Abstract

Marine actinobacteria have proven to be a remarkable source of bioactive metabolites. The present study focused on the isolation of anticancer metabolites from marine actinobacteria. Streptomyces sp. VITGAP173 was found to have promising anticancer activity against breast cancer cell lines (MCF-7). Bioassay-guided fractionation was followed to identify the bioactive metabolites from crude ethyl acetate extract of VITGAP173, which yielded four fractions. Fraction B exhibited the highest cytotoxic activity against MCF-7 cell lines among the four fractions. Further structural characterization of the fraction was done by FTIR and NMR spectroscopy. The fraction-2 induced cytotoxicity against MCF-7 cell lines and the half maximal inhibition (IC50) value was calculated as 4.7 μg/ml.

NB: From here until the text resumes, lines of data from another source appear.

mod common;

use axum::http::StatusCode;
use axum_test::TestServer;
use vastdime_web::web::routes::router;

fn server() -> (TestServer, std::sync::Arc<common::FakeIdentity>) {
    let (state, _backend, identity) = common::create_test_state();
    (TestServer::new(router(state)).unwrap(), identity)
}

#[tokio::test]
async fn test_editor_is_public() {
    let (server, _) = server();

    let response = server.get("/").await;

    response.assert_status_ok();
    assert!(response.text().contains("Editor"));
}

#[tokio::test]
async fn test_programs_without_cookie_redirects_to_root() {
    let (server, _) = server();

    let response = server.get("/programs").await;

    response.assert_status(StatusCode::SEE_OTHER);
    assert_eq!(response.header("location"), "/");
}

#[tokio::test]
async fn test_programs_with_valid_session() {
    let (server, _) = server();

    let response = server
        .get("/programs")
        .add_header("Cookie", "theme=dark; session_token=valid-token")
        .await;

    response.assert_status_ok();
    assert!(response.text().contains("Saved programs"));
}

#[tokio::test]
async fn test_user_home_with_valid_session() {
    let (server, _) = server();

    let response = server
        .get("/user-home")
        .add_header("Cookie", "session_token=valid-token")
        .await;

    response.assert_status_ok();
    assert!(response.text().contains("Welcome back"));
}

#[tokio::test]
async fn test_user_home_with_rejected_session() {
    let (server, _) = server();

    let response = server
        .get("/user-home")
        .add_header("Cookie", "session_token=expired-token")
        .await;

    response.assert_status(StatusCode::SEE_OTHER);
    assert_eq!(response.header("location"), "/");
}

#[tokio::test]
async fn test_provider_outage_counts_as_signed_out() {
    let (server, identity) = server();
    identity.go_down();

    let response = server
        .get("/programs")
        .add_header("Cookie", "session_token=valid-token")
        .await;

    response.assert_status(StatusCode::SEE_OTHER);
}

#[tokio::test]
async fn test_unknown_path_redirects_to_root() {
    let (server, _) = server();

    let response = server.get("/nonexistent").await;

    response.assert_status(StatusCode::SEE_OTHER);
    assert_eq!(response.header("location"), "/");
}

#[tokio::test]
async fn test_nested_unknown_path_redirects_to_root() {
    let (server, _) = server();

    let response = server
        .get("/programs/42")
        .add_header("Cookie", "session_token=valid-token")
        .await;

    response.assert_status(StatusCode::SEE_OTHER);
    assert_eq!(response.header("location"), "/");
}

To elucidate the possible mechanism of cell death, MCF-7 cells were treated with fraction-2 for 24 hours and the morphological changes were examined using acridine orange - ethidium bromide (AO/EB) staining. The fraction also increased the reactive oxygen species (ROS) generation (Flow cytometry, DCFHDA). The molecular mechanism of fraction-induced cell death was analysed by real-time PCR, which revealed that the fraction promotes apoptosis through the CHOP-ATF-4 pathway involved in ER stress signalling. The present findings suggested the apoptosis-inducing potential of fraction-2 in breast cancer therapy.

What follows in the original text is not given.